Rising on the former MSU Denver ballfield, the Auraria Mixed-Use development introduces a new chapter for the Auraria Campus: one centered on housing access, community integration, and material innovation. Designed by Shears Adkins Rockmore Architects, the mixed-use project brings together student housing, workforce residences, academic space, and ground-floor retail, as a cohesive hub at the edge of downtown Denver.
The tower pairs two levels of concrete with ten levels of mass timber, establishing a warm, resilient, and low-carbon framework for more than 550 students. It will also feature a dedicated Classroom-to-Career Hub, providing a bridge between academic life and professional employment opportunities.

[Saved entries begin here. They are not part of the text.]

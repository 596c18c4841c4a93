//! Grading configuration: component weights and letter grade bands.
//!
//! A policy is fixed for the lifetime of a [`crate::registry::Registry`].
//! The default matches the published course rules; a JSON file can override it.
//!
//! Example JSON:
//! ```json
//! {
//!   "weights": { "quiz": 0.1, "assignment": 0.2, "midterm": 0.3, "final_exam": 0.4 },
//!   "scale": {
//!     "bands": [
//!       { "letter": "A", "min": 85.0 },
//!       { "letter": "B", "min": 70.0 }
//!     ],
//!     "floor": "C"
//!   },
//!   "remedial_below": 70.0
//! }
//! ```

use std::path::Path;

use serde::{Deserialize, Serialize};
use tracing::debug;

use crate::error::{Result, TrackerError};

const WEIGHT_SUM_TOLERANCE: f64 = 1e-9;

/// Weights applied to the four grade components. Must be non-negative and sum to 1.0.
#[derive(Debug, Clone, Copy, PartialEq, Deserialize, Serialize)]
#[serde(deny_unknown_fields)]
pub struct Weights {
    pub quiz: f64,
    pub assignment: f64,
    pub midterm: f64,
    pub final_exam: f64,
}

impl Default for Weights {
    fn default() -> Self {
        Self {
            quiz: 0.10,
            assignment: 0.20,
            midterm: 0.30,
            final_exam: 0.40,
        }
    }
}

impl Weights {
    pub fn sum(&self) -> f64 {
        self.quiz + self.assignment + self.midterm + self.final_exam
    }

    fn named(&self) -> [(&'static str, f64); 4] {
        [
            ("quiz", self.quiz),
            ("assignment", self.assignment),
            ("midterm", self.midterm),
            ("final_exam", self.final_exam),
        ]
    }
}

/// One letter grade band. Scores `>= min` fall into it unless a better band matched first.
#[derive(Debug, Clone, PartialEq, Deserialize, Serialize)]
#[serde(deny_unknown_fields)]
pub struct GradeBand {
    pub letter: String,
    pub min: f64,
}

impl GradeBand {
    pub fn new(letter: impl Into<String>, min: f64) -> Self {
        Self {
            letter: letter.into(),
            min,
        }
    }
}

/// Ordered letter grade bands, best first, plus the letter for everything below.
#[derive(Debug, Clone, PartialEq, Deserialize, Serialize)]
#[serde(deny_unknown_fields)]
pub struct GradeScale {
    pub bands: Vec<GradeBand>,
    pub floor: String,
}

impl Default for GradeScale {
    fn default() -> Self {
        Self {
            bands: vec![
                GradeBand::new("A", 85.0),
                GradeBand::new("B", 70.0),
                GradeBand::new("C", 55.0),
                GradeBand::new("D", 40.0),
            ],
            floor: "E".to_string(),
        }
    }
}

/// Full grading configuration.
#[derive(Debug, Clone, PartialEq, Deserialize, Serialize)]
#[serde(deny_unknown_fields)]
pub struct GradingPolicy {
    #[serde(default)]
    pub weights: Weights,
    #[serde(default)]
    pub scale: GradeScale,
    /// Final scores strictly below this value are remedial.
    #[serde(default = "default_remedial_below")]
    pub remedial_below: f64,
}

fn default_remedial_below() -> f64 {
    70.0
}

impl Default for GradingPolicy {
    fn default() -> Self {
        Self {
            weights: Weights::default(),
            scale: GradeScale::default(),
            remedial_below: default_remedial_below(),
        }
    }
}

impl GradingPolicy {
    /// Loads and validates a policy from a JSON file at `path`.
    pub fn load(path: impl AsRef<Path>) -> Result<Self> {
        let path = path.as_ref();
        let content = std::fs::read_to_string(path).map_err(|e| TrackerError::io(path, e))?;
        let policy: GradingPolicy = serde_json::from_str(&content).map_err(|e| {
            TrackerError::Validation(format!("policy {}: {}", path.display(), e))
        })?;
        policy.validate()?;
        debug!(path = %path.display(), "Grading policy loaded");
        Ok(policy)
    }

    /// Checks every rule and reports all violations at once.
    pub fn validate(&self) -> Result<()> {
        let errors = self.problems();
        if errors.is_empty() {
            Ok(())
        } else {
            Err(TrackerError::Validation(errors.join("; ")))
        }
    }

    fn problems(&self) -> Vec<String> {
        let mut errors = Vec::new();

        for (name, weight) in self.weights.named() {
            if !weight.is_finite() || weight < 0.0 {
                errors.push(format!("weights.{name}: must be a non-negative number"));
            }
        }
        let sum = self.weights.sum();
        if (sum - 1.0).abs() > WEIGHT_SUM_TOLERANCE {
            errors.push(format!("weights: must sum to 1.0 (got {sum})"));
        }

        if self.scale.bands.is_empty() {
            errors.push("scale.bands: at least one band is required".to_string());
        }
        for (i, band) in self.scale.bands.iter().enumerate() {
            if band.letter.trim().is_empty() {
                errors.push(format!("scale.bands[{i}].letter: must not be empty"));
            }
            if !band.min.is_finite() {
                errors.push(format!("scale.bands[{i}].min: must be finite"));
            }
        }
        for (i, pair) in self.scale.bands.windows(2).enumerate() {
            if pair[1].min >= pair[0].min {
                errors.push(format!(
                    "scale.bands[{}].min: must be below scale.bands[{}].min",
                    i + 1,
                    i
                ));
            }
        }
        if self.scale.floor.trim().is_empty() {
            errors.push("scale.floor: must not be empty".to_string());
        }

        if !self.remedial_below.is_finite() {
            errors.push("remedial_below: must be finite".to_string());
        }

        errors
    }
}

#[cfg(test)]
mod tests {
    use super::*;
    use std::io::Write;

    #[test]
    fn test_default_policy_is_valid() {
        let policy = GradingPolicy::default();
        assert!(policy.validate().is_ok());
        assert_eq!(policy.weights.sum(), 1.0);
        assert_eq!(policy.remedial_below, 70.0);
    }

    #[test]
    fn test_partial_policy_parse_uses_defaults() {
        let json = r#"{ "remedial_below": 60.0 }"#;
        let policy: GradingPolicy = serde_json::from_str(json).unwrap();
        assert_eq!(policy.remedial_below, 60.0);
        assert_eq!(policy.weights, Weights::default());
        assert_eq!(policy.scale, GradeScale::default());
    }

    #[test]
    fn test_unknown_field_rejected() {
        let json = r#"{ "weights": { "quiz": 1.0, "assignment": 0.0, "midterm": 0.0, "final_exam": 0.0, "bonus": 0.1 } }"#;
        assert!(serde_json::from_str::<GradingPolicy>(json).is_err());
    }

    #[test]
    fn test_weights_must_sum_to_one() {
        let policy = GradingPolicy {
            weights: Weights {
                quiz: 0.5,
                assignment: 0.5,
                midterm: 0.5,
                final_exam: 0.0,
            },
            ..Default::default()
        };
        let err = policy.validate().unwrap_err().to_string();
        assert!(err.contains("must sum to 1.0"));
    }

    #[test]
    fn test_collects_all_errors() {
        let policy = GradingPolicy {
            weights: Weights {
                quiz: -0.1,
                assignment: 0.2,
                midterm: 0.3,
                final_exam: 0.4,
            },
            scale: GradeScale {
                bands: vec![GradeBand::new("A", 50.0), GradeBand::new("B", 60.0)],
                floor: String::new(),
            },
            remedial_below: f64::NAN,
        };
        let problems = policy.problems();
        assert_eq!(problems.len(), 5);
        assert!(problems[0].contains("weights.quiz"));
        assert!(problems.iter().any(|p| p.contains("scale.bands[1].min")));
        assert!(problems.iter().any(|p| p.contains("scale.floor")));
        assert!(problems.iter().any(|p| p.contains("remedial_below")));
    }

    #[test]
    fn test_empty_bands_rejected() {
        let policy = GradingPolicy {
            scale: GradeScale {
                bands: vec![],
                floor: "F".to_string(),
            },
            ..Default::default()
        };
        assert!(matches!(policy.validate(), Err(TrackerError::Validation(_))));
    }

    #[test]
    fn test_load_from_file() {
        let mut file = tempfile::NamedTempFile::new().unwrap();
        write!(
            file,
            r#"{{ "weights": {{ "quiz": 0.25, "assignment": 0.25, "midterm": 0.25, "final_exam": 0.25 }} }}"#
        )
        .unwrap();

        let policy = GradingPolicy::load(file.path()).unwrap();
        assert_eq!(policy.weights.quiz, 0.25);
        assert_eq!(policy.scale, GradeScale::default());
    }

    #[test]
    fn test_load_invalid_file_fails_validation() {
        let mut file = tempfile::NamedTempFile::new().unwrap();
        write!(file, r#"{{ "remedial_below": "seventy" }}"#).unwrap();
        assert!(matches!(
            GradingPolicy::load(file.path()),
            Err(TrackerError::Validation(_))
        ));
    }

    #[test]
    fn test_load_missing_file_is_io_error() {
        let dir = tempfile::tempdir().unwrap();
        let result = GradingPolicy::load(dir.path().join("missing.json"));
        assert!(matches!(result, Err(TrackerError::Io { .. })));
    }
}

Mercer Mass Timber joined as a design-assist partner, helping develop an efficient, constructible timber system tailored to Colorado’s codes and climate. MMT will supply 2,278 m³ of Douglas-fir cross-laminated timber and 799 m³ of Douglas-fir glulam for floors, walls, cores, and structural beams – each component precision-manufactured and delivered through an offsite-first strategy that shortens installation durations while enhancing safety and quality control.
Sustainably sourced and SFI-certified material reinforces the project’s environmental goals, positioning timber as both structural and ecological infrastructure. Across the tower, CLT floor plates, demising walls, and vertical cores form a cohesive system that reduces embodied carbon while contributing to rapid assembly. The natural grain and warmth of exposed timber introduce a biophilic counterpoint to the dense urban context, enriching residential corridors, shared spaces, and individual units.